## Instructions for the task
From the entries below, report how many lines contain the string "self". Only the number is wanted.

## Provided records
================
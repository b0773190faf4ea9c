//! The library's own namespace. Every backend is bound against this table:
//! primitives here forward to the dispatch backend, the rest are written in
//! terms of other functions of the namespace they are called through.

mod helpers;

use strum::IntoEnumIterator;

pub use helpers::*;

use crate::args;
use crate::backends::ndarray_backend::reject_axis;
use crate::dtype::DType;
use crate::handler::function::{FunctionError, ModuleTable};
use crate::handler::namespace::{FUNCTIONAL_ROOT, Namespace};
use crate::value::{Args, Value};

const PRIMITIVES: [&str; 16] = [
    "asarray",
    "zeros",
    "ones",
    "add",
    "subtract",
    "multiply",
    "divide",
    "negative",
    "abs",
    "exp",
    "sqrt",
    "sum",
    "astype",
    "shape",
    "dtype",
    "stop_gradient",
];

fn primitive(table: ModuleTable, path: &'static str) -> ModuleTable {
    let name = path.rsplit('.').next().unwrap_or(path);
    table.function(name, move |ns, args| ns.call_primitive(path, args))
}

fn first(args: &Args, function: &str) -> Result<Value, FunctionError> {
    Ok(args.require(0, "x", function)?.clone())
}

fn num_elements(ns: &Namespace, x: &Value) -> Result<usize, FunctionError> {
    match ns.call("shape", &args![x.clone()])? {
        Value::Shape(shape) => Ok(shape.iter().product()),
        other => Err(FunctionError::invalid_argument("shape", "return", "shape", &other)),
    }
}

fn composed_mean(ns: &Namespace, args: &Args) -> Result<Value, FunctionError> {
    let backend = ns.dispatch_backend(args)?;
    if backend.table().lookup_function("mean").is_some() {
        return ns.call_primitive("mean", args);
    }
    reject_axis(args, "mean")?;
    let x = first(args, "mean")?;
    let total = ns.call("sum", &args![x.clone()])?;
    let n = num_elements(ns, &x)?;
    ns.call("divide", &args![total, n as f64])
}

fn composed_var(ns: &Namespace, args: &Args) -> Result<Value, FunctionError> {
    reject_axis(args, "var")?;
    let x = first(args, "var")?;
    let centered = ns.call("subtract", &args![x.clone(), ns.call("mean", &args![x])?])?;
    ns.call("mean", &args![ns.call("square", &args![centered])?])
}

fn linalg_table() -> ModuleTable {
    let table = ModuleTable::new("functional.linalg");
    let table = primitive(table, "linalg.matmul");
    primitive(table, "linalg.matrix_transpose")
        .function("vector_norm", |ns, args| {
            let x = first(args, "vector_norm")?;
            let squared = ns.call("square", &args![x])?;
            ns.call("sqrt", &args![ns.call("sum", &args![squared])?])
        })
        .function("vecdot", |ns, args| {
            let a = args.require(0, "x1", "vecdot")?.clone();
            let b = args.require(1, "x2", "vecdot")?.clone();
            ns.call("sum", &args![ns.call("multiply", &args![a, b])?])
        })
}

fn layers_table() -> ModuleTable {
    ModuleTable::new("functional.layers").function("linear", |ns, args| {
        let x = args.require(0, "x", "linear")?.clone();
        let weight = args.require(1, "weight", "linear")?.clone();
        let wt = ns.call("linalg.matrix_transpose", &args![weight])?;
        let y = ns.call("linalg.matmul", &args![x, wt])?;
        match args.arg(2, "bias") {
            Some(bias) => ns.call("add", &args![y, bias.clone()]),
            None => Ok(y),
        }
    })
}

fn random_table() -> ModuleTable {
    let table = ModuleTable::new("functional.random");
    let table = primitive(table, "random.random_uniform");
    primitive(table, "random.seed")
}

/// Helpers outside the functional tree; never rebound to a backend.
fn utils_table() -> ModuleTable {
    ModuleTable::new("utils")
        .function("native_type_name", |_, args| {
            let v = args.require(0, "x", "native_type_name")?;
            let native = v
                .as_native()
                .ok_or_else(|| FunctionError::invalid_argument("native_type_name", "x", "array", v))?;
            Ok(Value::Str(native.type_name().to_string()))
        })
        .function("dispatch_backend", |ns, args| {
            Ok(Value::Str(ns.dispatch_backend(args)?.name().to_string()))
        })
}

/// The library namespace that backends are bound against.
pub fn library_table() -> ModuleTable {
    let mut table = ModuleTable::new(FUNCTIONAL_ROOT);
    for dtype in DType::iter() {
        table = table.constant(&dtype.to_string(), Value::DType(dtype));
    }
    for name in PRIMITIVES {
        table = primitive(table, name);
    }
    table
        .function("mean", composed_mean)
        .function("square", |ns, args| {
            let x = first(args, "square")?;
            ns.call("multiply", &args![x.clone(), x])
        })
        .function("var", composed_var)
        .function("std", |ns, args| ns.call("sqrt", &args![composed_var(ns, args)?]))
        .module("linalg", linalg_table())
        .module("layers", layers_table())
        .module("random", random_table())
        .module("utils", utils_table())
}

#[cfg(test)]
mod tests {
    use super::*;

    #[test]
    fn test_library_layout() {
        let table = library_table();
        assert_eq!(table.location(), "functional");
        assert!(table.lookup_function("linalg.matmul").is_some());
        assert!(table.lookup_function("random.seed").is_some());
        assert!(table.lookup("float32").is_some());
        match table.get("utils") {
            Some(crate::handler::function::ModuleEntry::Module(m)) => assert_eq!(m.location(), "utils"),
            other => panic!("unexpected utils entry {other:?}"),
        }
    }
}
================
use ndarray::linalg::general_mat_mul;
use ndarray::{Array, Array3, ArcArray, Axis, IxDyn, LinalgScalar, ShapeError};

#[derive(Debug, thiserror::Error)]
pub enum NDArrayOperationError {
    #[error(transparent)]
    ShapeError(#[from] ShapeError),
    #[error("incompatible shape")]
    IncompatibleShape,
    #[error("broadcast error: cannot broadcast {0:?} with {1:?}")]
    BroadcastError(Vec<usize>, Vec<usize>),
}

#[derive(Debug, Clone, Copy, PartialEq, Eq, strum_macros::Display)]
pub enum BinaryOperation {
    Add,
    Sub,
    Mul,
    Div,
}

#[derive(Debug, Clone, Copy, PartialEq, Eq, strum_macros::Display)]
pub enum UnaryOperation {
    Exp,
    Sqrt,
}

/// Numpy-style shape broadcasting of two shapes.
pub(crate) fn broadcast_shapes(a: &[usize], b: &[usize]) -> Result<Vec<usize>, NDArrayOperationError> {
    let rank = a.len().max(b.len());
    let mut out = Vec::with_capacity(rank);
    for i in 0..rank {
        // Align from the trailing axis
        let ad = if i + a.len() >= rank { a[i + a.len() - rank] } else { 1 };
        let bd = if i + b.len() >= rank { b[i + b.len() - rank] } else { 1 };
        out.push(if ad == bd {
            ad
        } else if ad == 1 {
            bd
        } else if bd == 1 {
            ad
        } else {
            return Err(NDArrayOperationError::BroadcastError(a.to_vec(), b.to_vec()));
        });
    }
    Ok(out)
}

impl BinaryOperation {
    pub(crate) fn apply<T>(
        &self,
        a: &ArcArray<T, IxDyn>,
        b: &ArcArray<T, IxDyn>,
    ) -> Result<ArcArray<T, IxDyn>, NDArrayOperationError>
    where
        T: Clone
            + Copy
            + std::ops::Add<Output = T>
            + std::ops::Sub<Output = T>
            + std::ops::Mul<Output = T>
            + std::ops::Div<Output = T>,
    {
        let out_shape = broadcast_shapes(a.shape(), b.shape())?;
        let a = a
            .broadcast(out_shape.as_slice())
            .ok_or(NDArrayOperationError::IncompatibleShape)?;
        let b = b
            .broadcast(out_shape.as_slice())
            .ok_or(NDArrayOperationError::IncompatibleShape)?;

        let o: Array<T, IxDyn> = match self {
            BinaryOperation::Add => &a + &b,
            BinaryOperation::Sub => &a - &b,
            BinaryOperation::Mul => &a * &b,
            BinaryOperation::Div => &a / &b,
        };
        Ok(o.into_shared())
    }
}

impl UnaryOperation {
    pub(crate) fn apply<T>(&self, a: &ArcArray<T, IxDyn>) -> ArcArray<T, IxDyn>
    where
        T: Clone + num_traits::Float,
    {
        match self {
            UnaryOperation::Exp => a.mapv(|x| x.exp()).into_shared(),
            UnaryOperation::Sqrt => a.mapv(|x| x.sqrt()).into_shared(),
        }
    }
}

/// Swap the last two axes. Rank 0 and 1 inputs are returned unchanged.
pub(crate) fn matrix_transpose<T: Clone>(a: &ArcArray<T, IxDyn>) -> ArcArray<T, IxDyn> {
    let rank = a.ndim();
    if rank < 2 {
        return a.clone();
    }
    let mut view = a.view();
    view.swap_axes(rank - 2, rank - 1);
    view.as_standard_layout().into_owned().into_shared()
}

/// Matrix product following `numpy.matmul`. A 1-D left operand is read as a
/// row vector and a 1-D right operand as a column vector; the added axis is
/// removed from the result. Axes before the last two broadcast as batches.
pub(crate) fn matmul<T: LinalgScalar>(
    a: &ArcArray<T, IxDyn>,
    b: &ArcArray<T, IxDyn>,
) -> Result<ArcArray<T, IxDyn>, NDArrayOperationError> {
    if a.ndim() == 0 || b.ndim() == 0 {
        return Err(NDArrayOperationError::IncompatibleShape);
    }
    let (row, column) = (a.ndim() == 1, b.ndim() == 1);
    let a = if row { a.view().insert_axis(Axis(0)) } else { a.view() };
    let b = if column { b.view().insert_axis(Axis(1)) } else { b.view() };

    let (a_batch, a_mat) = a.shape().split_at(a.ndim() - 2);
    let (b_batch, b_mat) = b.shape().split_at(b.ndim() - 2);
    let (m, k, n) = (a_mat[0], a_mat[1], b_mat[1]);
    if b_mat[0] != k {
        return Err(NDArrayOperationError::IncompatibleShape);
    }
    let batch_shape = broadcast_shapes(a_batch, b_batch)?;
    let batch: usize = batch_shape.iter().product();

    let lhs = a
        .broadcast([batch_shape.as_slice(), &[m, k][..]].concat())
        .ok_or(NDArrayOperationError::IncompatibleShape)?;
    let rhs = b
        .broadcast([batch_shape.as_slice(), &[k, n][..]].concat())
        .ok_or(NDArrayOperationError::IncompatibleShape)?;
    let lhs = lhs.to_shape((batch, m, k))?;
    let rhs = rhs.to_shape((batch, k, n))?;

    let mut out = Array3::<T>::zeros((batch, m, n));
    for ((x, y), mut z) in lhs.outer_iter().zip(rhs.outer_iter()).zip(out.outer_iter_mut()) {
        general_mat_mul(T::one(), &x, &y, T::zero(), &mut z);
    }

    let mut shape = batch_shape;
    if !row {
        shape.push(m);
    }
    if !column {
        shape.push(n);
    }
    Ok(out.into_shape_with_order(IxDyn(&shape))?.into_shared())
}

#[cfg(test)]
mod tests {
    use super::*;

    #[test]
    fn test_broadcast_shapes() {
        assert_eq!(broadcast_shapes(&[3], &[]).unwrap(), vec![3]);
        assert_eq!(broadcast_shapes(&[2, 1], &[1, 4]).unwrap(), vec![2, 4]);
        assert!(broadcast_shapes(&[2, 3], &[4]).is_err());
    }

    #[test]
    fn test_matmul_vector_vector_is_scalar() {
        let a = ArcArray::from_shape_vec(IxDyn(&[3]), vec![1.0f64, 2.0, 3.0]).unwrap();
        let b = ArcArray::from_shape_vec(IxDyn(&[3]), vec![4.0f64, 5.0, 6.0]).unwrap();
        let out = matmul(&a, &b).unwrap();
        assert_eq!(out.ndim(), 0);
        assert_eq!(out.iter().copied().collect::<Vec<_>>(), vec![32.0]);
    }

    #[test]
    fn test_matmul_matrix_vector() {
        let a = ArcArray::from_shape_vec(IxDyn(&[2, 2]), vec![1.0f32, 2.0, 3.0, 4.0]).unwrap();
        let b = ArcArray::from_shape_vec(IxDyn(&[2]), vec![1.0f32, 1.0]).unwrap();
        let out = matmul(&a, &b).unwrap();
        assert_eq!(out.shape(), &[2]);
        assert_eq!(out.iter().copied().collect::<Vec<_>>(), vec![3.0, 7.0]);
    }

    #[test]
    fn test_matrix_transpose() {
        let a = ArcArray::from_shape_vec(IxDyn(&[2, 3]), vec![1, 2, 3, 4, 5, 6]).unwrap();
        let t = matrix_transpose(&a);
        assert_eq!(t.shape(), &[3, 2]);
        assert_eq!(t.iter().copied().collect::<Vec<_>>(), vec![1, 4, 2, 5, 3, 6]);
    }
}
================
## Response to the exercise
4